* [What you need to do]:
Would you please output the records exactly as they appear below?

* [Material provided]:
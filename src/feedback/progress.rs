//! Single-line progress bar with throttled repaints and ETA.

use std::sync::Arc;
use std::time::{Duration, Instant};

use super::art::{render_bar, BarGlyphs};
use super::session::SessionId;
use super::throttle::{should_render, Clock};
use crate::terminal::{best_effort, ColorKey, Renderer};

/// Minimum gap between two repaints triggered by `update`.
pub const DEFAULT_THROTTLE: Duration = Duration::from_millis(50);

/// Widest bar drawn when no width is configured.
pub const MAX_AUTO_WIDTH: usize = 40;

/// Columns reserved for the message, percentage and counters.
const RESERVED_COLUMNS: usize = 30;

/// How a progress bar looks and how often it repaints.
#[derive(Debug, Clone)]
pub struct ProgressOptions {
    /// Fill and empty glyphs.
    pub glyphs: BarGlyphs,
    /// Bar width in cells. `None` sizes it from the terminal.
    pub width: Option<usize>,
    /// Draw the percentage column.
    pub show_percentage: bool,
    /// Draw the ETA (or elapsed time once complete).
    pub show_eta: bool,
    /// Colour of an incomplete bar.
    pub color: ColorKey,
    /// Minimum time between throttled repaints.
    pub throttle: Duration,
}

impl Default for ProgressOptions {
    fn default() -> Self {
        Self {
            glyphs: BarGlyphs::default(),
            width: None,
            show_percentage: true,
            show_eta: true,
            color: ColorKey::Accent,
            throttle: DEFAULT_THROTTLE,
        }
    }
}

/// Bar width for a terminal `columns` wide: `min(40, columns - 30)`, at least 1.
pub fn auto_width(columns: u16) -> usize {
    (usize::from(columns).saturating_sub(RESERVED_COLUMNS)).clamp(1, MAX_AUTO_WIDTH)
}

/// A counter from 0 to `total` drawn as a bar on the current line.
///
/// Updates repaint synchronously, at most once per throttle interval,
/// except that reaching `total` always repaints. The counter never
/// exceeds `total` but may move backwards through
/// [`ProgressBar::set_progress`].
///
/// A bar added to a [`super::MultiProgress`] is *managed*: it keeps
/// counting but never draws itself.
pub struct ProgressBar {
    id: SessionId,
    message: String,
    total: u64,
    current: u64,
    glyphs: BarGlyphs,
    width: usize,
    show_percentage: bool,
    show_eta: bool,
    color: ColorKey,
    throttle: Duration,
    started: Instant,
    last_render: Instant,
    finished: bool,
    managed: bool,
    renderer: Arc<dyn Renderer>,
    clock: Arc<dyn Clock>,
}

impl std::fmt::Debug for ProgressBar {
    fn fmt(&self, f: &mut std::fmt::Formatter<'_>) -> std::fmt::Result {
        f.debug_struct("ProgressBar")
            .field("id", &self.id)
            .field("message", &self.message)
            .field("current", &self.current)
            .field("total", &self.total)
            .field("finished", &self.finished)
            .field("managed", &self.managed)
            .finish_non_exhaustive()
    }
}

impl ProgressBar {
    /// A bar at 0 of `total`. Nothing is drawn until the first update.
    pub fn new(
        message: impl Into<String>,
        total: u64,
        options: ProgressOptions,
        renderer: Arc<dyn Renderer>,
        clock: Arc<dyn Clock>,
    ) -> Self {
        let width = options
            .width
            .map_or_else(|| auto_width(renderer.size().width), |w| w.max(1));
        let now = clock.now();
        Self {
            id: SessionId::next(),
            message: message.into(),
            total,
            current: 0,
            glyphs: options.glyphs,
            width,
            show_percentage: options.show_percentage,
            show_eta: options.show_eta,
            color: options.color,
            throttle: options.throttle,
            started: now,
            last_render: now,
            finished: false,
            managed: false,
            renderer,
            clock,
        }
    }

    pub(crate) fn into_managed(mut self) -> Self {
        self.managed = true;
        self
    }

    /// Advance by `amount`, clamped at `total`, and repaint if due.
    pub fn update(&mut self, amount: u64) {
        if self.finished {
            return;
        }
        self.current = self.current.saturating_add(amount).min(self.total);
        if self.managed {
            return;
        }
        let now = self.clock.now();
        if should_render(now, self.last_render, self.throttle, self.is_complete()) {
            self.last_render = now;
            self.render();
        }
    }

    /// Jump to `value`, clamped at `total`, and repaint immediately.
    ///
    /// Moving backwards is allowed and is drawn as-is.
    pub fn set_progress(&mut self, value: u64) {
        if self.finished {
            return;
        }
        self.current = value.min(self.total);
        if self.managed {
            return;
        }
        self.last_render = self.clock.now();
        self.render();
    }

    /// Jump to `total`, repaint and move to the next line. Idempotent.
    pub fn finish(&mut self) {
        if self.finished {
            return;
        }
        self.current = self.total;
        self.finished = true;
        if self.managed {
            return;
        }
        self.render();
        best_effort("write_raw", self.renderer.write_raw("\n"));
        best_effort("flush", self.renderer.flush());
        tracing::debug!(id = %self.id, elapsed = ?self.elapsed(), "progress finished");
    }

    /// Replace the label drawn before the bar.
    pub fn set_message(&mut self, message: impl Into<String>) {
        self.message = message.into();
    }

    /// Redraw the current line. Managed bars never draw.
    pub fn render(&self) {
        if self.managed {
            return;
        }
        let line = self.line();
        best_effort("clear_current_line", self.renderer.clear_current_line());
        best_effort("write_raw", self.renderer.write_raw(&line));
        best_effort("flush", self.renderer.flush());
    }

    /// The full text of the bar line, without cursor movement.
    pub fn line(&self) -> String {
        let ratio = if self.total == 0 {
            1.0
        } else {
            self.current as f64 / self.total as f64
        };
        let bar = render_bar(ratio, self.width, self.glyphs);
        let key = if self.is_complete() {
            ColorKey::Success
        } else {
            self.color
        };

        let mut parts = vec![
            format!("{}:", self.message),
            format!("[{}]", self.renderer.paint(&bar, key.into())),
        ];
        if self.show_percentage {
            parts.push(format!("{:>3}%", self.percentage()));
        }
        if self.show_eta && self.current > 0 {
            let elapsed = self.elapsed().as_secs_f64();
            match self.eta() {
                Some(eta) => parts.push(format!("ETA: {:.1}s", eta.as_secs_f64())),
                None => parts.push(format!("Done in {elapsed:.1}s")),
            }
        }
        parts.push(format!("({}/{})", self.current, self.total));
        parts.join(" ")
    }

    /// Whole percent complete. A zero total counts as 100%.
    pub fn percentage(&self) -> u64 {
        if self.total == 0 {
            return 100;
        }
        (u128::from(self.current) * 100 / u128::from(self.total)) as u64
    }

    /// Projected time to completion from the average rate so far.
    ///
    /// `None` before any progress and once complete.
    pub fn eta(&self) -> Option<Duration> {
        if self.current == 0 || self.is_complete() {
            return None;
        }
        let per_unit = self.elapsed().as_secs_f64() / self.current as f64;
        let remaining = (self.total - self.current) as f64;
        Some(Duration::from_secs_f64(per_unit * remaining))
    }

    /// Time since the bar was created.
    pub fn elapsed(&self) -> Duration {
        self.clock.now().saturating_duration_since(self.started)
    }

    /// Current count.
    pub fn current(&self) -> u64 {
        self.current
    }

    /// Target count.
    pub fn total(&self) -> u64 {
        self.total
    }

    /// Label drawn before the bar.
    pub fn message(&self) -> &str {
        &self.message
    }

    /// Bar width in cells.
    pub fn width(&self) -> usize {
        self.width
    }

    /// Whether `current` has reached `total`.
    pub fn is_complete(&self) -> bool {
        self.current >= self.total
    }

    /// Whether [`ProgressBar::finish`] has run.
    pub fn is_finished(&self) -> bool {
        self.finished
    }

    /// Session identity.
    pub fn id(&self) -> SessionId {
        self.id
    }
}

impl Drop for ProgressBar {
    fn drop(&mut self) {
        if !self.managed {
            self.finish();
        }
    }
}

* [Solution to the exercise]:
filename src/feedback/progress.rs
//! Single-line progress bar with throttled repaints and ETA.

use std::sync::Arc;
use std::time::{Duration, Instant};

use super::art::{render_bar, BarGlyphs};
use super::session::SessionId;
use super::throttle::{should_render, Clock};
use crate::terminal::{best_effort, ColorKey, Renderer};

/// Minimum gap between two repaints triggered by `update`.
pub const DEFAULT_THROTTLE: Duration = Duration::from_millis(50);

/// Widest bar drawn when no width is configured.
pub const MAX_AUTO_WIDTH: usize = 40;

/// Columns reserved for the message, percentage and counters.
const RESERVED_COLUMNS: usize = 30;

/// How a progress bar looks and how often it repaints.
#[derive(Debug, Clone)]
pub struct ProgressOptions {
    /// Fill and empty glyphs.
    pub glyphs: BarGlyphs,
    /// Bar width in cells. `None` sizes it from the terminal.
    pub width: Option<usize>,
    /// Draw the percentage column.
    pub show_percentage: bool,
    /// Draw the ETA (or elapsed time once complete).
    pub show_eta: bool,
    /// Colour of an incomplete bar.
    pub color: ColorKey,
    /// Minimum time between throttled repaints.
    pub throttle: Duration,
}

impl Default for ProgressOptions {
    fn default() -> Self {
        Self {
            glyphs: BarGlyphs::default(),
            width: None,
            show_percentage: true,
            show_eta: true,
            color: ColorKey::Accent,
            throttle: DEFAULT_THROTTLE,
        }
    }
}

/// Bar width for a terminal `columns` wide: `min(40, columns - 30)`, at least 1.
pub fn auto_width(columns: u16) -> usize {
    (usize::from(columns).saturating_sub(RESERVED_COLUMNS)).clamp(1, MAX_AUTO_WIDTH)
}

/// A counter from 0 to `total` drawn as a bar on the current line.
///
/// Updates repaint synchronously, at most once per throttle interval,
/// except that reaching `total` always repaints. The counter never
/// exceeds `total` but may move backwards through
/// [`ProgressBar::set_progress`].
///
/// A bar added to a [`super::MultiProgress`] is *managed*: it keeps
/// counting but never draws itself.
pub struct ProgressBar {
    id: SessionId,
    message: String,
    total: u64,
    current: u64,
    glyphs: BarGlyphs,
    width: usize,
    show_percentage: bool,
    show_eta: bool,
    color: ColorKey,
    throttle: Duration,
    started: Instant,
    last_render: Instant,
    finished: bool,
    managed: bool,
    renderer: Arc<dyn Renderer>,
    clock: Arc<dyn Clock>,
}

impl std::fmt::Debug for ProgressBar {
    fn fmt(&self, f: &mut std::fmt::Formatter<'_>) -> std::fmt::Result {
        f.debug_struct("ProgressBar")
            .field("id", &self.id)
            .field("message", &self.message)
            .field("current", &self.current)
            .field("total", &self.total)
            .field("finished", &self.finished)
            .field("managed", &self.managed)
            .finish_non_exhaustive()
    }
}

impl ProgressBar {
    /// A bar at 0 of `total`. Nothing is drawn until the first update.
    pub fn new(
        message: impl Into<String>,
        total: u64,
        options: ProgressOptions,
        renderer: Arc<dyn Renderer>,
        clock: Arc<dyn Clock>,
    ) -> Self {
        let width = options
            .width
            .map_or_else(|| auto_width(renderer.size().width), |w| w.max(1));
        let now = clock.now();
        Self {
            id: SessionId::next(),
            message: message.into(),
            total,
            current: 0,
            glyphs: options.glyphs,
            width,
            show_percentage: options.show_percentage,
            show_eta: options.show_eta,
            color: options.color,
            throttle: options.throttle,
            started: now,
            last_render: now,
            finished: false,
            managed: false,
            renderer,
            clock,
        }
    }

    pub(crate) fn into_managed(mut self) -> Self {
        self.managed = true;
        self
    }

    /// Advance by `amount`, clamped at `total`, and repaint if due.
    pub fn update(&mut self, amount: u64) {
        if self.finished {
            return;
        }
        self.current = self.current.saturating_add(amount).min(self.total);
        if self.managed {
            return;
        }
        let now = self.clock.now();
        if should_render(now, self.last_render, self.throttle, self.is_complete()) {
            self.last_render = now;
            self.render();
        }
    }

    /// Jump to `value`, clamped at `total`, and repaint immediately.
    ///
    /// Moving backwards is allowed and is drawn as-is.
    pub fn set_progress(&mut self, value: u64) {
        if self.finished {
            return;
        }
        self.current = value.min(self.total);
        if self.managed {
            return;
        }
        self.last_render = self.clock.now();
        self.render();
    }

    /// Jump to `total`, repaint and move to the next line. Idempotent.
    pub fn finish(&mut self) {
        if self.finished {
            return;
        }
        self.current = self.total;
        self.finished = true;
        if self.managed {
            return;
        }
        self.render();
        best_effort("write_raw", self.renderer.write_raw("\n"));
        best_effort("flush", self.renderer.flush());
        tracing::debug!(id = %self.id, elapsed = ?self.elapsed(), "progress finished");
    }

    /// Replace the label drawn before the bar.
    pub fn set_message(&mut self, message: impl Into<String>) {
        self.message = message.into();
    }

    /// Redraw the current line. Managed bars never draw.
    pub fn render(&self) {
        if self.managed {
            return;
        }
        let line = self.line();
        best_effort("clear_current_line", self.renderer.clear_current_line());
        best_effort("write_raw", self.renderer.write_raw(&line));
        best_effort("flush", self.renderer.flush());
    }

    /// The full text of the bar line, without cursor movement.
    pub fn line(&self) -> String {
        let ratio = if self.total == 0 {
            1.0
        } else {
            self.current as f64 / self.total as f64
        };
        let bar = render_bar(ratio, self.width, self.glyphs);
        let key = if self.is_complete() {
            ColorKey::Success
        } else {
            self.color
        };

        let mut parts = vec![
            format!("{}:", self.message),
            format!("[{}]", self.renderer.paint(&bar, key.into())),
        ];
        if self.show_percentage {
            parts.push(format!("{:>3}%", self.percentage()));
        }
        if self.show_eta && self.current > 0 {
            let elapsed = self.elapsed().as_secs_f64();
            match self.eta() {
                Some(eta) => parts.push(format!("ETA: {:.1}s", eta.as_secs_f64())),
                None => parts.push(format!("Done in {elapsed:.1}s")),
            }
        }
        parts.push(format!("({}/{})", self.current, self.total));
        parts.join(" ")
    }

    /// Whole percent complete. A zero total counts as 100%.
    pub fn percentage(&self) -> u64 {
        if self.total == 0 {
            return 100;
        }
        (u128::from(self.current) * 100 / u128::from(self.total)) as u64
    }

    /// Projected time to completion from the average rate so far.
    ///
    /// `None` before any progress and once complete.
    pub fn eta(&self) -> Option<Duration> {
        if self.current == 0 || self.is_complete() {
            return None;
        }
        let per_unit = self.elapsed().as_secs_f64() / self.current as f64;
        let remaining = (self.total - self.current) as f64;
        Some(Duration::from_secs_f64(per_unit * remaining))
    }

    /// Time since the bar was created.
    pub fn elapsed(&self) -> Duration {
        self.clock.now().saturating_duration_since(self.started)
    }

    /// Current count.
    pub fn current(&self) -> u64 {
        self.current
    }

    /// Target count.
    pub fn total(&self) -> u64 {
        self.total
    }

    /// Label drawn before the bar.
    pub fn message(&self) -> &str {
        &self.message
    }

    /// Bar width in cells.
    pub fn width(&self) -> usize {
        self.width
    }

    /// Whether `current` has reached `total`.
    pub fn is_complete(&self) -> bool {
        self.current >= self.total
    }

    /// Whether [`ProgressBar::finish`] has run.
    pub fn is_finished(&self) -> bool {
        self.finished
    }

    /// Session identity.
    pub fn id(&self) -> SessionId {
        self.id
    }
}

impl Drop for ProgressBar {
    fn drop(&mut self) {
        if !self.managed {
            self.finish();
        }
    }
}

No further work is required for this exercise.